Conférence donnée par Denis Constant Martin le lundi 12 juin 2006.


Conférence donnée par Denis CONSTANT MARTIN, directeur de recherches au Centre d’Etudes et de Recherches Internationales de la Fondation Nationale des Sciences Politiques, professeur de Science Politique à l’université de Paris 8, dans le cadre du Café Palabre au Zango, rue du Cygne, 75001 Paris, le lundi 12 juin 2006

Le Café Palabre, créé en septembre 2005 par MM Abdoulaye BARRO et Basile DJEDJE, organise chaque mois à Paris une conférence-débat sur un thème lié aux cultures négro-africaines.

Le thème de la soirée du lundi 12 juin 2006 était « L’héritage musical de l’esclavage », thème développé par Denis Constant Martin, politologue passionné de jazz et auteur d’études savantes et remarquées, rares dans le champ intellectuel français, sur les liens entre musique et politique.

La conférence de M. le Professeur Constant Martin était axée sur deux exemples particuliers : celui des Noirs d’Amérique du Nord, et celui des esclaves d’Afrique du Sud.
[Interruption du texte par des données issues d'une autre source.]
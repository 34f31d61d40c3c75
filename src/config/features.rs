//! Runtime switches.

use serde::Deserialize;

#[derive(Debug, Clone, Deserialize, Default)]
pub struct FeatureFlags {
    /// Hand sessions to Redis queue workers. Off means processing runs inside
    /// the request that created the work.
    #[serde(default)]
    pub enable_async_tasks: bool,

    /// Put the underlying cause in 500 response details. Keep off in production.
    #[serde(default)]
    pub verbose_errors: bool,
}

impl FeatureFlags {
    /// Whether the server should spawn queue workers and dispatch to Redis.
    pub fn uses_queue(&self) -> bool {
        self.enable_async_tasks
    }
}
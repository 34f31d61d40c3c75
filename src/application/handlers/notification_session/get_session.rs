//! GetSessionHandler - Query handler for reading a single session.

use crate::domain::foundation::{CompanyId, SessionId};
use crate::domain::notification::{NotificationSession, SessionError};

use super::SessionLifecycle;

/// Query for a session by id, scoped to the requesting company.
#[derive(Debug, Clone, Copy)]
pub struct GetSessionQuery {
    pub session_id: SessionId,
    pub company_id: CompanyId,
}

/// Handler for session reads.
pub struct GetSessionHandler {
    lifecycle: SessionLifecycle,
}

impl GetSessionHandler {
    pub fn new(lifecycle: SessionLifecycle) -> Self {
        Self { lifecycle }
    }

    pub async fn handle(&self, query: GetSessionQuery) -> Result<NotificationSession, SessionError> {
        self.lifecycle
            .get_session(&query.session_id, &query.company_id)
            .await
    }
}

#[cfg(test)]
mod tests {
    use super::*;
    use crate::adapters::memory::InMemorySessionStore;
    use crate::domain::foundation::{AdminId, CampaignId};
    use std::sync::Arc;
    use uuid::Uuid;

    #[tokio::test]
    async fn returns_session_for_owner_only() {
        let lifecycle = SessionLifecycle::new(Arc::new(InMemorySessionStore::new()));
        let company_id = CompanyId::from_uuid(Uuid::new_v4());
        let session = lifecycle
            .create_session(
                Some("Topic".to_string()),
                company_id,
                AdminId::from_uuid(Uuid::new_v4()),
                CampaignId::new(),
            )
            .await
            .unwrap();
        let handler = GetSessionHandler::new(lifecycle);

        let found = handler
            .handle(GetSessionQuery {
                session_id: *session.id(),
                company_id,
            })
            .await
            .unwrap();
        assert_eq!(found, session);

        let err = handler
            .handle(GetSessionQuery {
                session_id: *session.id(),
                company_id: CompanyId::from_uuid(Uuid::new_v4()),
            })
            .await
            .unwrap_err();
        assert_eq!(err, SessionError::NotFound(*session.id()));
    }

    #[tokio::test]
    async fn unknown_session_is_not_found() {
        let handler =
            GetSessionHandler::new(SessionLifecycle::new(Arc::new(InMemorySessionStore::new())));
        let id = SessionId::new();

        let err = handler
            .handle(GetSessionQuery {
                session_id: id,
                company_id: CompanyId::from_uuid(Uuid::new_v4()),
            })
            .await
            .unwrap_err();
        assert_eq!(err, SessionError::NotFound(id));
    }
}
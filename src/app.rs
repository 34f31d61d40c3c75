//! Composition root.
//!
//! Wires stores, dispatcher and handlers into the HTTP router. `main` picks
//! the concrete adapters; tests pass in-memory ones.

use std::sync::Arc;
use std::time::Duration;

use axum::Router;

use crate::adapters::http::{app_router, NotificationSessionHandlers, RouterOptions};
use crate::application::handlers::{
    CreateSessionHandler, GetSessionHandler, ProcessSessionHandler, ReviewSessionHandler,
    SessionLifecycle,
};
use crate::ports::{CampaignReader, SessionStore, SuggestionGenerator, WorkDispatcher};

/// Build the session processor shared by both dispatch strategies.
pub fn session_processor(
    store: Arc<dyn SessionStore>,
    generator: Arc<dyn SuggestionGenerator>,
    processing_timeout: Duration,
) -> Arc<ProcessSessionHandler> {
    Arc::new(
        ProcessSessionHandler::new(SessionLifecycle::new(store), generator)
            .with_timeout(processing_timeout),
    )
}

/// Everything the HTTP layer needs.
pub struct AppComponents {
    pub store: Arc<dyn SessionStore>,
    pub campaigns: Arc<dyn CampaignReader>,
    pub dispatcher: Arc<dyn WorkDispatcher>,
    pub verbose_errors: bool,
}

impl AppComponents {
    /// Build the full application router.
    pub fn into_router(self, options: &RouterOptions) -> Router {
        let lifecycle = SessionLifecycle::new(self.store);

        let handlers = NotificationSessionHandlers::new(
            Arc::new(CreateSessionHandler::new(
                self.campaigns,
                lifecycle.clone(),
                self.dispatcher.clone(),
            )),
            Arc::new(GetSessionHandler::new(lifecycle.clone())),
            Arc::new(ReviewSessionHandler::new(lifecycle, self.dispatcher)),
        )
        .with_verbose_errors(self.verbose_errors);

        app_router(handlers, options)
    }
}
//! Value records accumulated by a notification session.

use serde::{Deserialize, Serialize};

use crate::domain::foundation::Timestamp;

/// A generated notification candidate.
#[derive(Debug, Clone, PartialEq, Eq, Serialize, Deserialize)]
pub struct Suggestion {
    /// Notification text offered to the admin.
    pub text: String,

    /// Topic version that was current when the suggestion was produced.
    pub topic_version: i32,
}

impl Suggestion {
    pub fn new(text: impl Into<String>, topic_version: i32) -> Self {
        Self {
            text: text.into(),
            topic_version,
        }
    }
}

/// Author of a conversation entry.
#[derive(Debug, Clone, Copy, PartialEq, Eq, Hash, Serialize, Deserialize)]
#[serde(rename_all = "lowercase")]
pub enum MessageRole {
    User,
    Assistant,
    System,
}

/// One entry of a session's conversation history.
#[derive(Debug, Clone, PartialEq, Eq, Serialize, Deserialize)]
pub struct ConversationMessage {
    pub role: MessageRole,
    pub content: String,
}

impl ConversationMessage {
    pub fn user(content: impl Into<String>) -> Self {
        Self {
            role: MessageRole::User,
            content: content.into(),
        }
    }

    pub fn assistant(content: impl Into<String>) -> Self {
        Self {
            role: MessageRole::Assistant,
            content: content.into(),
        }
    }
}

/// Feedback left by an admin, tagged with the topic version it applies to.
#[derive(Debug, Clone, PartialEq, Eq, Serialize, Deserialize)]
pub struct FeedbackEntry {
    pub timestamp: Timestamp,
    pub feedback: String,
    pub topic_version: i32,
}

#[cfg(test)]
mod tests {
    use super::*;

    #[test]
    fn message_role_serializes_lowercase() {
        let json = serde_json::to_value(ConversationMessage::user("hi")).unwrap();
        assert_eq!(json["role"], "user");
        assert_eq!(json["content"], "hi");
    }

    #[test]
    fn suggestion_serializes_as_object() {
        let json = serde_json::to_value(Suggestion::new("Flash sale today", 2)).unwrap();
        assert_eq!(json["text"], "Flash sale today");
        assert_eq!(json["topic_version"], 2);
    }
}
Elle était illustrée par des extraits musicaux cités dans ce compte rendu.

L’héritage musical de l’esclavage est un sujet très mystérieux. Comment expliquer que, dans les conditions de totale déshumanisation caractéristiques de l’esclavage soient apparues des musiques puissantes au point d’influencer toutes les musiques populaires d’aujourd’hui ?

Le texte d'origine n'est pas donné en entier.